Exercise — In the entries that follow, find each line with the word "derive" and copy it.

Data extract —
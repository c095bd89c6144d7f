// Path: crates/node/src/chain.rs

use parking_lot::RwLock;
use poc_consensus::ChainState;
use poc_telemetry::chain_metrics;
use poc_types::app::{ChainId, Round};
use poc_types::config::ChainConfig;
use std::fmt;
use std::sync::Arc;
use tokio::sync::{watch, Mutex};
use tracing::Span;

/// Lifecycle of a hosted chain.
#[derive(Debug, Clone, Copy, PartialEq, Eq)]
pub enum ChainStatus {
    /// Known but without configuration.
    Unconfigured,
    /// Configuration loaded and tables opened.
    Initialized,
    /// Caches loaded and the scheduler running.
    Running,
    /// Scheduler cancelled; caches kept until the next run.
    Stopped,
    /// Scheduling is unsafe (empty eligible set, corrupt history). Needs operator action.
    Failed,
    /// Tables dropped and removed from the registry.
    Deleted,
}

impl ChainStatus {
    pub fn as_str(&self) -> &'static str {
        match self {
            ChainStatus::Unconfigured => "unconfigured",
            ChainStatus::Initialized => "initialized",
            ChainStatus::Running => "running",
            ChainStatus::Stopped => "stopped",
            ChainStatus::Failed => "failed",
            ChainStatus::Deleted => "deleted",
        }
    }
}

impl fmt::Display for ChainStatus {
    fn fmt(&self, f: &mut fmt::Formatter<'_>) -> fmt::Result {
        f.write_str(self.as_str())
    }
}

/// The two named logger handles of a chain.
///
/// `consensus` scopes scheduling and punishment events, `basic` scopes
/// lifecycle events. Both carry the chain id, so every event logged inside
/// them is attributable to its chain.
#[derive(Debug, Clone)]
pub struct ChainLoggers {
    pub consensus: Span,
    pub basic: Span,
}

impl ChainLoggers {
    pub fn new(chain_id: ChainId) -> Self {
        Self {
            consensus: tracing::info_span!(target: "consensus", "consensus", chain_id),
            basic: tracing::info_span!(target: "chain", "chain", chain_id),
        }
    }
}

/// The runtime aggregate of one hosted chain.
pub struct Chain {
    config: Arc<ChainConfig>,
    status: RwLock<ChainStatus>,
    state: Mutex<ChainState>,
    round_tx: watch::Sender<Option<Arc<Round>>>,
    loggers: ChainLoggers,
}

impl Chain {
    pub fn new(config: ChainConfig, header_tail_len: usize) -> Self {
        let config = Arc::new(config);
        let loggers = ChainLoggers::new(config.chain_id);
        let (round_tx, _) = watch::channel(None);
        Self {
            state: Mutex::new(ChainState::new(config.clone(), header_tail_len)),
            config,
            status: RwLock::new(ChainStatus::Unconfigured),
            round_tx,
            loggers,
        }
    }

    pub fn chain_id(&self) -> ChainId {
        self.config.chain_id
    }

    pub fn config(&self) -> &Arc<ChainConfig> {
        &self.config
    }

    pub fn status(&self) -> ChainStatus {
        *self.status.read()
    }

    pub fn set_status(&self, status: ChainStatus) {
        let previous = std::mem::replace(&mut *self.status.write(), status);
        if previous != status {
            chain_metrics().set_chain_status(self.chain_id(), status.as_str());
            tracing::info!(
                target: "chain",
                parent: &self.loggers.basic,
                from = %previous,
                to = %status,
                "Chain status changed"
            );
        }
    }

    /// The per-chain critical section around every cache mutation.
    pub fn state(&self) -> &Mutex<ChainState> {
        &self.state
    }

    pub fn loggers(&self) -> &ChainLoggers {
        &self.loggers
    }

    /// The latest published round. Lock-free; may trail the cache by one tick.
    pub fn current_round(&self) -> Option<Arc<Round>> {
        self.round_tx.borrow().clone()
    }

    /// Notifies on every published round change.
    pub fn subscribe_rounds(&self) -> watch::Receiver<Option<Arc<Round>>> {
        self.round_tx.subscribe()
    }

    /// Publishes `round` to readers if it differs from the last published one.
    pub fn publish_round(&self, round: Option<&Round>) {
        self.round_tx.send_if_modified(|current| {
            if current.as_deref() == round {
                return false;
            }
            *current = round.cloned().map(Arc::new);
            true
        });
    }
}

impl fmt::Debug for Chain {
    fn fmt(&self, f: &mut fmt::Formatter<'_>) -> fmt::Result {
        f.debug_struct("Chain")
            .field("chain_id", &self.chain_id())
            .field("status", &self.status())
            .finish_non_exhaustive()
    }
}
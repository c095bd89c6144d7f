// Path: crates/types/src/app/punish.rs

//! Punishment cards.
//!
//! Records are append-only. Replay protection is based on the facts of the
//! offense (agent, height, reason, round), never on who reported it.

use super::TxHash;
use crate::codec;
use parity_scale_codec::{Decode, Encode};
use serde::{Deserialize, Serialize};

/// Severity of a punishment.
#[derive(
    Encode, Decode, Serialize, Deserialize, Debug, Clone, Copy, PartialEq, Eq, PartialOrd, Ord, Hash,
)]
pub enum CardColor {
    /// A soft warning that decays out of the punish window.
    Yellow,
    /// Terminal. The agent is exited.
    Red,
}

impl CardColor {
    /// A stable label for logs and metrics.
    pub fn as_str(&self) -> &'static str {
        match self {
            CardColor::Yellow => "yellow",
            CardColor::Red => "red",
        }
    }
}

/// Why a card was issued.
#[derive(
    Encode, Decode, Serialize, Deserialize, Debug, Clone, Copy, PartialEq, Eq, PartialOrd, Ord, Hash,
)]
pub enum PunishReason {
    /// The agent did not produce its block inside its slot.
    MissedSlot,
    /// The agent signed two different blocks at the same height.
    DoubleSign,
    /// The agent signed conflicting consensus messages.
    Equivocation,
    /// The agent accumulated the yellow-card threshold inside the punish window.
    YellowAccumulation,
}

/// An infraction record.
#[derive(Encode, Decode, Serialize, Deserialize, Debug, Clone, PartialEq, Eq)]
pub struct PunishRecord {
    /// The punished agent.
    pub agent_hash: TxHash,
    /// Card color.
    pub color: CardColor,
    /// Block height at issuance.
    pub height: u64,
    /// Reason code.
    pub reason: PunishReason,
    /// The round the offense belongs to.
    pub round_index: u64,
    /// Issuance time, in milliseconds.
    pub time: u64,
}

/// The canonical facts that identify one offense.
#[derive(Encode, Decode, Debug, Clone, Copy, PartialEq, Eq, PartialOrd, Ord, Hash)]
pub struct PunishKey {
    /// The punished agent.
    pub agent_hash: TxHash,
    /// Block height at issuance.
    pub height: u64,
    /// Reason code.
    pub reason: PunishReason,
    /// The round the offense belongs to.
    pub round_index: u64,
}

impl PunishRecord {
    /// Returns the replay-protection key of this record.
    pub fn key(&self) -> PunishKey {
        PunishKey {
            agent_hash: self.agent_hash,
            height: self.height,
            reason: self.reason,
            round_index: self.round_index,
        }
    }

    /// Returns the storage key of this record. Keys sort by agent, then height.
    pub fn storage_key(&self) -> Vec<u8> {
        let key = self.key();
        let mut out = Vec::with_capacity(32 + 8 + 8 + 1);
        out.extend_from_slice(&key.agent_hash.0);
        out.extend_from_slice(&key.height.to_be_bytes());
        out.extend_from_slice(&key.round_index.to_be_bytes());
        out.extend_from_slice(&codec::to_bytes_canonical(&key.reason));
        out
    }

    /// Returns true for a red card.
    pub fn is_red(&self) -> bool {
        self.color == CardColor::Red
    }
}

Output of the task —
#[derive(Debug, Clone, Copy, PartialEq, Eq)]
#[derive(Debug, Clone)]
#[derive(
#[derive(
#[derive(Encode, Decode, Serialize, Deserialize, Debug, Clone, PartialEq, Eq)]
#[derive(Encode, Decode, Debug, Clone, Copy, PartialEq, Eq, PartialOrd, Ord, Hash)]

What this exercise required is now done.